Solidarische Finanzierung und das HabiTAT-Modell
Solidarische Finanzierung bedeutet: Menschen verleihen ihr Geld direkt an Projekte, die gesellschaftlich wirken – transparent, beziehungsorientiert und auf Vertrauen basierend. Eigentum wird dabei nicht zum Ausschluss, sondern zur Teilhabe. Häuser, Kulturzentren und Werkstätten werden zu Gemeingütern, die dauerhaft zugänglich bleiben.Das HabiTAT zeigt, wie das praktisch funktioniert: Häuser werden kollektiv mit Direktkrediten finanziert und dauerhaft dem Markt entzogen.
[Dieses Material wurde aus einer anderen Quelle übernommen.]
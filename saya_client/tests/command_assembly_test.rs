//! Behavior tests for request-to-argument-vector assembly.

use std::path::Path;

use saya_client::args::CmdArg;
use saya_client::ops::img_ls::LsRequest;
use saya_client::{Opaque, RequestCtx, SayaCmd};

/// Test: the full `image ls` assembly for a typical data-source request.
/// Filter order follows the builder's append order: img-type, os, arch.
#[test]
fn test_image_ls_request_produces_expected_token_sequence() {
    let req = LsRequest {
        ctx: RequestCtx {
            exe: "saya".to_string(),
            ..RequestCtx::default()
        },
        name: "ubuntu".to_string(),
        version: "v1".to_string(),
        img_type: "ova".to_string(),
        platform: "linux/arm64".to_string(),
        ..LsRequest::default()
    };

    let result_dst = Path::new("/tmp/saya-client-test/result.json");
    let cmd = req.to_cmd(result_dst).unwrap();
    assert!(cmd.validation_errors().is_empty());
    assert_eq!(
        cmd.args.exec_args(),
        vec![
            "image",
            "ls",
            "--filter",
            "img-type=ova",
            "--filter",
            "os=linux",
            "--filter",
            "arch=arm64",
            "--format",
            "json",
            "--result-dst",
            "/tmp/saya-client-test/result.json",
        ]
    );
    // Nothing secret in this request: both renderings agree.
    assert_eq!(cmd.args.exec_args(), cmd.args.display_args());
}

/// Test: context flags come right after the subcommand tokens and the
/// license key only ever shows up masked.
#[test]
fn test_request_ctx_flags_precede_operation_flags() {
    let req = LsRequest {
        ctx: RequestCtx {
            exe: "saya".to_string(),
            config: "/etc/saya.yml".to_string(),
            forge: "/srv/forge".to_string(),
            license_key: Opaque::new("lk-123"),
            log_level: "debug".to_string(),
        },
        img_type: "qcow2".to_string(),
        ..LsRequest::default()
    };

    let cmd = req.to_cmd(Path::new("/tmp/r.json")).unwrap();
    assert_eq!(
        cmd.args.display_args(),
        vec![
            "image",
            "ls",
            "--config",
            "/etc/saya.yml",
            "--forge",
            "/srv/forge",
            "--license-key",
            "********",
            "--log-level",
            "debug",
            "--filter",
            "img-type=qcow2",
            "--format",
            "json",
            "--result-dst",
            "/tmp/r.json",
        ]
    );
    assert!(cmd.args.exec_args().contains(&"lk-123".to_string()));
    assert!(!cmd.args.display_args().contains(&"lk-123".to_string()));
}

/// Test: an override re-points a flag that an operation already set,
/// keeping its original position; a deleted override removes it entirely.
#[test]
fn test_overrides_rewrite_and_suppress_operation_flags() {
    let mut cmd = SayaCmd::subcommand("saya", &["image", "ls"]).unwrap();
    cmd.with_log_level("info");
    cmd.with_forge_location("/srv/forge");

    cmd.args
        .append_override(CmdArg::new("--log-level", "trace"));
    cmd.args.append_override(CmdArg::deleted("--forge"));

    assert_eq!(
        cmd.args.exec_args(),
        vec!["image", "ls", "--log-level", "trace"]
    );
}

/// Test: resolving the same unmodified command twice is byte-identical.
#[test]
fn test_resolution_is_idempotent_for_exec_and_display() {
    let req = LsRequest {
        ctx: RequestCtx {
            exe: "saya".to_string(),
            license_key: Opaque::new("lk-123"),
            ..RequestCtx::default()
        },
        platform: "linux/amd64".to_string(),
        ..LsRequest::default()
    };
    let cmd = req.to_cmd(Path::new("/tmp/r.json")).unwrap();
    assert_eq!(cmd.args.exec_args(), cmd.args.exec_args());
    assert_eq!(cmd.args.display_args(), cmd.args.display_args());
}
//! `saya image rm`: remove an image from the forge.

use tokio_util::sync::CancellationToken;

use crate::command::{RequestCtx, SayaCmd};
use crate::error::Result;
use crate::reference::Reference;

#[derive(Debug, Clone, Default)]
pub struct ImageRmRequest {
    pub ctx: RequestCtx,
    /// Image reference `name[:version]`; required.
    pub name: String,
    pub img_type: String,
    pub platform: String,
}

impl ImageRmRequest {
    pub fn to_cmd(&self) -> Result<SayaCmd> {
        let reference = Reference::parse(&self.name)?;
        let mut cmd = SayaCmd::subcommand(&self.ctx.exe, &["image", "rm"])?;
        cmd.with_ref(&reference.normalized());
        cmd.with_request_ctx(&self.ctx);
        cmd.flag_if_not_blank("--img-type", &self.img_type);
        cmd.flag_if_not_blank("--platform", &self.platform);
        Ok(cmd)
    }
}

/// No result file: the exit code is the whole answer.
pub async fn rm(cancel: &CancellationToken, req: ImageRmRequest) -> Result<()> {
    tracing::debug!(request = ?req, "image rm requested");
    let cmd = req.to_cmd()?;
    cmd.ensure_valid()?;
    let outcome = cmd.exec(cancel).await?;
    tracing::debug!(?outcome, "image rm execution outcome");
    Ok(())
}
//! `saya vm start`: start a stopped VM.

use tokio_util::sync::CancellationToken;

use crate::command::{RequestCtx, SayaCmd};
use crate::error::{Result, SayaError};

#[derive(Debug, Clone, Default)]
pub struct VmStartRequest {
    pub ctx: RequestCtx,
    pub id: String,
}

#[derive(Debug, Clone, Default, PartialEq, Eq)]
pub struct VmStartResult {
    pub id: String,
}

impl VmStartRequest {
    pub fn to_cmd(&self) -> Result<SayaCmd> {
        let id = self.id.trim();
        if id.is_empty() {
            return Err(SayaError::Input("vm id must not be blank".to_string()));
        }
        let mut cmd = SayaCmd::subcommand(&self.ctx.exe, &["vm", "start"])?;
        cmd.with_ref(id);
        cmd.with_request_ctx(&self.ctx);
        Ok(cmd)
    }
}

pub async fn start(cancel: &CancellationToken, req: VmStartRequest) -> Result<VmStartResult> {
    let cmd = req.to_cmd()?;
    cmd.ensure_valid()?;
    let outcome = cmd.exec(cancel).await?;
    tracing::debug!(?outcome, "vm start execution outcome");
    Ok(VmStartResult { id: req.id })
}
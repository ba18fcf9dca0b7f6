//! `saya vm run`: create and start a VM from an image reference.

use std::path::Path;

use serde::Deserialize;
use tokio_util::sync::CancellationToken;

use crate::command::{RequestCtx, SayaCmd};
use crate::error::{Result, SayaError};
use crate::result_file::{ResultDst, decode_json_file};

#[derive(Debug, Clone, Default)]
pub struct VmRunRequest {
    pub ctx: RequestCtx,
    pub name: String,
    /// Image reference the VM is created from; required.
    pub img_ref: String,
    pub compute_type: String,
    pub platform: String,
    pub img_type: String,
}

#[derive(Debug, Clone, Default, PartialEq, Eq, Deserialize)]
pub struct VmRunSsh {
    #[serde(default)]
    pub ip: String,
    #[serde(default)]
    pub port: u16,
    #[serde(default)]
    pub user: String,
    #[serde(default)]
    pub created_pwd_file: String,
    #[serde(default)]
    pub created_identity_file: String,
}

#[derive(Debug, Clone, Default, PartialEq, Eq)]
pub struct VmRunResult {
    pub id: String,
    pub name: String,
    pub os_variant: String,
    pub ssh: VmRunSsh,
}

// e.g. {"id":"81e4b6cf-ad66-409d-8a78-429b7499093e",
// "name":"saya-2023-08-04T20-39-47Z-999d5a49cbbf",
// "ssh":{"ip":"192.168.56.253","port":22,"user":"root"}}
#[derive(Debug, Clone, Default, Deserialize)]
struct VmRunCmdRes {
    #[serde(default)]
    id: String,
    #[serde(default)]
    name: String,
    #[serde(default)]
    os_variant: String,
    #[serde(default)]
    ssh: Option<VmRunSsh>,
}

impl From<VmRunCmdRes> for VmRunResult {
    fn from(res: VmRunCmdRes) -> Self {
        Self {
            id: res.id,
            name: res.name,
            os_variant: res.os_variant,
            ssh: res.ssh.unwrap_or_default(),
        }
    }
}

impl VmRunRequest {
    pub fn to_cmd(&self, result_dst: &Path) -> Result<SayaCmd> {
        let img_ref = self.img_ref.trim();
        if img_ref.is_empty() {
            return Err(SayaError::Input(
                "image reference must not be blank".to_string(),
            ));
        }
        let mut cmd = SayaCmd::subcommand(&self.ctx.exe, &["vm", "run"])?;
        cmd.with_ref(img_ref);
        cmd.with_request_ctx(&self.ctx);

        cmd.flag_if_not_blank("--name", &self.name);
        cmd.flag_if_not_blank("--compute-type", &self.compute_type);
        cmd.flag_if_not_blank("--platform", &self.platform);
        cmd.flag_if_not_blank("--img-type", &self.img_type);
        cmd.flag_if_not_blank("--result-dst", &result_dst.to_string_lossy());
        Ok(cmd)
    }
}

pub async fn run(cancel: &CancellationToken, req: VmRunRequest) -> Result<VmRunResult> {
    let result_dst = ResultDst::new()?;
    let cmd = req.to_cmd(result_dst.path())?;
    cmd.ensure_valid()?;
    let outcome = cmd.exec(cancel).await?;
    tracing::debug!(?outcome, "vm run execution outcome");

    let res: VmRunCmdRes = decode_json_file("vm run", result_dst.path()).await?;
    Ok(VmRunResult::from(res))
}
//! `saya vm rm`: remove a VM.

use tokio_util::sync::CancellationToken;

use crate::command::{RequestCtx, SayaCmd};
use crate::error::{Result, SayaError};

#[derive(Debug, Clone, Default)]
pub struct VmRmRequest {
    pub ctx: RequestCtx,
    pub id: String,
}

#[derive(Debug, Clone, Default, PartialEq, Eq)]
pub struct VmRmResult {
    pub id: String,
}

impl VmRmRequest {
    pub fn to_cmd(&self) -> Result<SayaCmd> {
        let id = self.id.trim();
        if id.is_empty() {
            return Err(SayaError::Input("vm id must not be blank".to_string()));
        }
        let mut cmd = SayaCmd::subcommand(&self.ctx.exe, &["vm", "rm"])?;
        cmd.with_ref(id);
        cmd.with_request_ctx(&self.ctx);
        Ok(cmd)
    }
}

pub async fn rm(cancel: &CancellationToken, req: VmRmRequest) -> Result<VmRmResult> {
    let cmd = req.to_cmd()?;
    cmd.ensure_valid()?;
    let outcome = cmd.exec(cancel).await?;
    tracing::debug!(?outcome, "vm rm execution outcome");
    Ok(VmRmResult { id: req.id })
}

#[cfg(test)]
mod tests {
    use super::*;

    #[test]
    fn test_to_cmd_token_sequence() {
        let req = VmRmRequest {
            ctx: RequestCtx {
                exe: "saya".to_string(),
                ..RequestCtx::default()
            },
            id: "vm-1".to_string(),
        };
        let cmd = req.to_cmd().unwrap();
        assert_eq!(cmd.args.exec_args(), vec!["vm", "rm", "vm-1"]);
    }
}
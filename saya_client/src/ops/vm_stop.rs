//! `saya vm stop`: stop a running VM.

use tokio_util::sync::CancellationToken;

use crate::command::{RequestCtx, SayaCmd};
use crate::error::{Result, SayaError};

#[derive(Debug, Clone, Default)]
pub struct VmStopRequest {
    pub ctx: RequestCtx,
    pub id: String,
}

#[derive(Debug, Clone, Default, PartialEq, Eq)]
pub struct VmStopResult {
    pub id: String,
}

impl VmStopRequest {
    pub fn to_cmd(&self) -> Result<SayaCmd> {
        let id = self.id.trim();
        if id.is_empty() {
            return Err(SayaError::Input("vm id must not be blank".to_string()));
        }
        let mut cmd = SayaCmd::subcommand(&self.ctx.exe, &["vm", "stop"])?;
        cmd.with_ref(id);
        cmd.with_request_ctx(&self.ctx);
        Ok(cmd)
    }
}

pub async fn stop(cancel: &CancellationToken, req: VmStopRequest) -> Result<VmStopResult> {
    let cmd = req.to_cmd()?;
    cmd.ensure_valid()?;
    let outcome = cmd.exec(cancel).await?;
    tracing::debug!(?outcome, "vm stop execution outcome");
    Ok(VmStopResult { id: req.id })
}
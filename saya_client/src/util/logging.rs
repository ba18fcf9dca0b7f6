//! Logging initialization.
//!
//! Sets up a global `tracing` subscriber writing to stderr, guarded by a
//! [`Once`] so repeated calls (e.g. from several tests) are harmless. The
//! verbosity comes from `RUST_LOG` when set, otherwise from the level passed
//! in.
//!
//! [`log_level_from_env`] is separate from subscriber setup: it derives the
//! level token forwarded to the external program via its `--log-level` flag.

use std::io::stderr;
use std::sync::Once;

use tracing_subscriber::{EnvFilter, fmt::layer, prelude::*};

static INIT: Once = Once::new();

const LOG_LEVELS: [&str; 5] = ["error", "warn", "info", "debug", "trace"];

/// Initializes the logging system once for the process.
pub fn init_logging(log_level: &str) {
    INIT.call_once(|| {
        let env_filter = EnvFilter::try_from_default_env()
            .unwrap_or_else(|_| EnvFilter::new(format!("{log_level},saya_client=debug")));

        tracing_subscriber::registry()
            .with(env_filter)
            .with(layer().with_writer(stderr).with_ansi(true))
            .init();
    });
}

/// Initialize verbose logging for tests.
pub fn init_test_logging() {
    init_logging("trace");
}

/// Returns the log level for the external program from the environment.
///
/// `SAYA_LOG_LEVEL` wins over `SAYA_LOG`. An empty or unset environment
/// yields an empty string (no `--log-level` flag is emitted then); a value
/// that is not one of `error|warn|info|debug|trace` coerces to `trace`.
pub fn log_level_from_env() -> String {
    let mut level = String::new();
    for key in ["SAYA_LOG_LEVEL", "SAYA_LOG"] {
        if let Ok(val) = std::env::var(key) {
            let val = val.trim().to_lowercase();
            if !val.is_empty() {
                level = val;
                break;
            }
        }
    }
    if level.is_empty() {
        return level;
    }
    if !LOG_LEVELS.contains(&level.as_str()) {
        return "trace".to_string();
    }
    level
}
Nutzung und Eigentum werden getrennt, Gewinne ausgeschlossen. Mieten decken nur laufende Kosten, ein Teil fließt in einen Solidarfonds, der neue Projekte unterstützt. Dieses Modell zeigt, dass auch Kulturvereine und Initiativen ihre Räume selbst besitzen können – unabhängig von Markt und Politik. Das Problem ist nicht, dass es zu wenig Geld gibt – sondern, wo es liegt und was es dort bewirkt.
SchloR – solidarisch wohnen, arbeiten, wirtschaften
Das Wiener Projekt SchloR verbindet Wohnen, Arbeiten und Kulturproduktion unter einem solidarischen Dach. 24 Menschen teilen hier Lebens- und Arbeitsräume, darunter Ateliers, Bandräume, Werkstätten und die Betriebe „Crap“ und „Trap“. Der Finanzierungsbedarf von sechs Millionen Euro wurde zu über der Hälfte über Direktkredite von Unterstützer:innen und zu einem weiteren Teil über einen Stiftungskredit gedeckt. Mieten werden solidarisch im Bietverfahren festgelegt – nach individuellen Möglichkeiten statt Quadratmetern. Der Prozess schult das gemeinsame Sprechen über Geld, Einkommen und Verantwortung. Solidarische Finanzierung funktioniert, wenn Menschen Vertrauen aufbauen, Verantwortung teilen und anders mit Geld umgehen.
MiMA Markt Klagenfurt|Celovec – gemeinschaftlich wirtschaften
Der MiMA MitmachMarkt schafft einen konsumzwangbefreiten, solidarischen Raum für Begegnung, regionale Versorgung und Veranstaltungen.
Finanziert wird er ohne Bankkredite, über ein Genossenschaftsmodell, Spenden und Wertschätzungsbeiträge. Mit einem Beitrag von 200 € kann man Teilhaber:in werden – wer das nicht aufbringen kann, wird von anderen solidarisch unterstützt. Etwa die Hälfte der Finanzierung entsteht durch gemeinschaftliche Aktivitäten wie Koch-Workshops oder Repair-Cafés.
Gemeinsame Herausforderungen und Perspektiven
- Vertrauen und Kommunikation sind die Grundlage jeder solidarischen Struktur – sie entstehen im Austausch, nicht im Vertrag.
- Wissenstransfer ist zentral: HabiTAT, Krötenwanderung und MiMA arbeiten offen und soziokratisch, damit andere Initiativen anknüpfen können.
- Finanzkompetenz stärkt Selbstorganisation – Netzwerke helfen, Wissen aufzubauen und Verantwortung zu teilen.
- Vernetzung ist der erste Schritt: Menschen und Projekte zusammenzubringen, die ähnliche Werte teilen.